Même les trois mille militaires que le président américain Barack Obama a déployés en Afrique de l’Ouest la semaine dernière ne pourront, d’après M. Chtchelkanov, qu’aider à renforcer le cordon sanitaire. 

Il est difficile de stopper cette poussée du virus Ebola pour deux raisons fondamentales. Premièrement, l’infection est une maladie de focalité naturelle. Contrôler le processus de circulation du virus dans ses foyers naturels de forêt tropicale en Guinée, au Sierra-Leone et au Libéria est aujourd’hui pratiquement impossible.

Cela nécessite des données qui pourraient être collectées à l’aide d’une station épidémiologique, dont la création est en cours de négociation par la Russie auprès des autorités guinéennes.

Deuxièmement, l’Afrique de l’Ouest fait partie des zones les plus pauvres du globe, dans laquelle il n’existe pratiquement aucun équipement sanitaire ou épidémiologique moderne. 

L’absence de conditions sanitaires appropriées est encore aggravée par les défaillances administratives de nombreux États d’Afrique de l’Ouest, ainsi que par les hauts niveaux de corruption qui empêchent la mise en place de mesures anti-épidémiologiques indispensables : pour un demi-dollar, une personne infectée est en mesure de sortir de la zone du cordon sanitaire. 

Il est également important de tenir compte des croyances locales : les funérailles des personnes décédées se déroulent en présence de toute la population, les villageois prenant dans leurs bras le corps du défunt dans sa tombe. Tout cela ne contribue pas à une extinction rapide de l’épidémie.

Nature du virus

Les foyers naturels de la fièvre hémorragique Ebola se situent dans les collines du Nord de la Guinée, dans une zone forestière. Les roussettes (des chauves-souris frugivores) constituent le réservoir naturel du virus.

Elles nichent habituellement dans les strates supérieures de la forêt tropicale et ne sont pas affectées par le virus à un niveau clinique, mais diffusent ce dernier à travers leurs déjections et leur salive. Les primates sont ensuite contaminés par ce biais. Les grands singes sédentaires et lents sont les premiers à contracter le virus.     

Les chauves-souris infectées sont contagieuses pour les hommes.

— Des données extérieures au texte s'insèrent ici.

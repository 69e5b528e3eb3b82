//! Numeric parsing and rounding.

/// Parse a string value to numeric (f64).
///
/// Handles common numeric formats:
/// - Standard numbers: "123", "-45.67"
/// - Thousands separators: "1,234,567"
/// - Whitespace: "  123  "
/// - Scientific notation: "1.23e5"
///
/// Returns None if the value cannot be parsed as a number.
pub fn parse_numeric(value: &str) -> Option<f64> {
    let trimmed = value.trim();

    if trimmed.is_empty() {
        return None;
    }

    // Remove thousands separators and whitespace
    let cleaned = trimmed
        .replace(',', "")
        .replace(' ', "")
        .replace('\u{a0}', ""); // Non-breaking space

    cleaned.parse().ok()
}

/// Round to a fixed number of decimal places.
///
/// Rounding mode is round-half-away-from-zero (`f64::round` on the shifted
/// value), i.e. round-half-up for positive values. This is the one rounding
/// mode used by every job in this workspace.
pub fn round_to(value: f64, decimals: u32) -> f64 {
    let factor = 10f64.powi(decimals as i32);
    (value * factor).round() / factor
}

#[cfg(test)]
mod tests {
    use super::*;
    use proptest::prelude::*;

    #[test]
    fn test_simple_numbers() {
        assert_eq!(parse_numeric("123"), Some(123.0));
        assert_eq!(parse_numeric("-45.67"), Some(-45.67));
    }

    #[test]
    fn test_thousands_separator() {
        assert_eq!(parse_numeric("1,234,567"), Some(1234567.0));
        assert_eq!(parse_numeric("1,234.56"), Some(1234.56));
    }

    #[test]
    fn test_whitespace() {
        assert_eq!(parse_numeric("  123  "), Some(123.0));
    }

    #[test]
    fn test_scientific_notation() {
        assert_eq!(parse_numeric("1.23e5"), Some(123000.0));
    }

    #[test]
    fn test_invalid() {
        assert_eq!(parse_numeric(""), None);
        assert_eq!(parse_numeric("  "), None);
        assert_eq!(parse_numeric("abc"), None);
        assert_eq!(parse_numeric("12.34.56"), None);
    }

    #[test]
    fn test_round_half_away_from_zero() {
        assert_eq!(round_to(1.005, 2), 1.0); // 1.005 is actually 1.00499.. in binary
        assert_eq!(round_to(1.651, 2), 1.65);
        assert_eq!(round_to(54.431, 2), 54.43);
        assert_eq!(round_to(2.675, 0), 3.0);
        assert_eq!(round_to(-2.5, 0), -3.0);
    }

    proptest! {
        #[test]
        fn round_is_idempotent(value in -1.0e9f64..1.0e9, decimals in 0u32..6) {
            let once = round_to(value, decimals);
            let twice = round_to(once, decimals);
            prop_assert_eq!(once.to_bits(), twice.to_bits());
        }
    }
}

Une chauve-souris cuite convenablement est toutefois sans danger, dans la mesure où seule la découpe de sa carcasse peut présenter un risque de contamination. La seule façon de lutter contre le virus consiste à créer un vaccin et à procéder à une surveillance régulière des foyers infectieux.

Avis d'expert

Mikhaïl Chtchelkanov :

«  Comme n’importe quel autre virus, Ebola pourrait être utilisé comme arme bactériologique. Ebola, la salmonellose, la grippe, toutes ces maladies pourraient être utilisées. Si n’importe quel agent pathogène se retrouve entre les mains de personnes compétentes, elles seront toujours en mesure d’arriver à leurs fins ».

« Le virus Ebola du Zaïre n’est pas un virus artificiel. Nous ne savons pas encore comment manipuler correctement les virus afin d’en créer de nouveaux. Sans compter sur le fait qu’il faut d’abord les récupérer dans leur milieu naturel ».